:: AIM OF THE TASK ::
Where a line of the listing below includes the word "Disjoint", reproduce that line.

== Segment start ==

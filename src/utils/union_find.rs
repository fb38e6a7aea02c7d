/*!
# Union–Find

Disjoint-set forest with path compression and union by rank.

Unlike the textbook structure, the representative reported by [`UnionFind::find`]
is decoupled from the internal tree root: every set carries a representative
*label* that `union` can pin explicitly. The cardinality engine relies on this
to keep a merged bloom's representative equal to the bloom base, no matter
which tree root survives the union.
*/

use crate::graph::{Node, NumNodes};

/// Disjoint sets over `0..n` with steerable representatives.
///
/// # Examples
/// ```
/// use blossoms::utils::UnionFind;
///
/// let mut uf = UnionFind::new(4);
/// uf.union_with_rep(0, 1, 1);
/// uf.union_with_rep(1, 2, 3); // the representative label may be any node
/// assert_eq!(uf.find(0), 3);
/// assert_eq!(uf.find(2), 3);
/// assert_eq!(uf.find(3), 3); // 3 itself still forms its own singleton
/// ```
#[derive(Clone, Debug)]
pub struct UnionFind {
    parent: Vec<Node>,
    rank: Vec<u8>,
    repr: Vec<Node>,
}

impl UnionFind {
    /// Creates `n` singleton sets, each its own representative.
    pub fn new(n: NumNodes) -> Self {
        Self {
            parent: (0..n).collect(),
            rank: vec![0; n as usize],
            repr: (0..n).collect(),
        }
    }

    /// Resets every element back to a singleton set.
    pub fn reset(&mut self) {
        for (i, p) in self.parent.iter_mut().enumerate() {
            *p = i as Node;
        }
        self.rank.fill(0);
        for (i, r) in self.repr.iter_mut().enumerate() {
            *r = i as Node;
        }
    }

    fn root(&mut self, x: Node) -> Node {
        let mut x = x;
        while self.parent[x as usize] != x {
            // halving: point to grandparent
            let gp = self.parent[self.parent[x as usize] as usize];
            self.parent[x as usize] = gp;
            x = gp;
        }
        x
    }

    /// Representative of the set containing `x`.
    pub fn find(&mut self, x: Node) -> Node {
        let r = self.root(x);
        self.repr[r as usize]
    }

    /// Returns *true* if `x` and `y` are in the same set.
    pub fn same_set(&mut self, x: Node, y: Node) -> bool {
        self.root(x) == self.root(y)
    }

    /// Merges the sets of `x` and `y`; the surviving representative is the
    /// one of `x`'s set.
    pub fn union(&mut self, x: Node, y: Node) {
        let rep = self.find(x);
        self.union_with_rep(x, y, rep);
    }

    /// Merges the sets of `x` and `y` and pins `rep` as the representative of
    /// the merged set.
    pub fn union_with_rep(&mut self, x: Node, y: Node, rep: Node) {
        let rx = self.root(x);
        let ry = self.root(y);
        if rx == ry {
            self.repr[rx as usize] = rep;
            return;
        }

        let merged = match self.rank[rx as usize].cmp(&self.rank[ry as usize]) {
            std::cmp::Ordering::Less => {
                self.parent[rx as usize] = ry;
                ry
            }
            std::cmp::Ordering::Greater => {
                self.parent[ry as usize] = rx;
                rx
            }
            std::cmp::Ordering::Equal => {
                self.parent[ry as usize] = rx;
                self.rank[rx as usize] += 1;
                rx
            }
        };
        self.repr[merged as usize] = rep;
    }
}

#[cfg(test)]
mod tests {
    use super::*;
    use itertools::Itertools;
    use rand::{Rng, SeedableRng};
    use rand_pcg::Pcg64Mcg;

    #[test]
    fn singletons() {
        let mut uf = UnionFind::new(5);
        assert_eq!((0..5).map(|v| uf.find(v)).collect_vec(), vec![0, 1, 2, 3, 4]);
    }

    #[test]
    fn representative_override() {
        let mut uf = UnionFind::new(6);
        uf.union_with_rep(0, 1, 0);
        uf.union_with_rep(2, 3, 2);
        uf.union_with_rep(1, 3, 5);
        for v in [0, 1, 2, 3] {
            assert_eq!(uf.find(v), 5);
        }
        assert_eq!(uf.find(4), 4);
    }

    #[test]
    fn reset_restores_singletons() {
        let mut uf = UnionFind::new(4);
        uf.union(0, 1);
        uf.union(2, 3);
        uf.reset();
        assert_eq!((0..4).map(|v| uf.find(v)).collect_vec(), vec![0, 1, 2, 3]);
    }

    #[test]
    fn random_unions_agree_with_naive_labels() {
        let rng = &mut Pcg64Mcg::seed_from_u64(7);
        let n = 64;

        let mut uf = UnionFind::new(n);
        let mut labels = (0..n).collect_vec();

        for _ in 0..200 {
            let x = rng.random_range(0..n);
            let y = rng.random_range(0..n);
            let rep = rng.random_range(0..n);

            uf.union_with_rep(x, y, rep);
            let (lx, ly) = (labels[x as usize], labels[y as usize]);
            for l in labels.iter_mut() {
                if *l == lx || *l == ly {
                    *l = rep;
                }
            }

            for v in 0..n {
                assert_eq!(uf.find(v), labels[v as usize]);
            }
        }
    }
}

== Segment end ==

:: RESPONSE TO THIS EXERCISE ::
Disjoint-set forest with path compression and union by rank.
/// Disjoint sets over `0..n` with steerable representatives.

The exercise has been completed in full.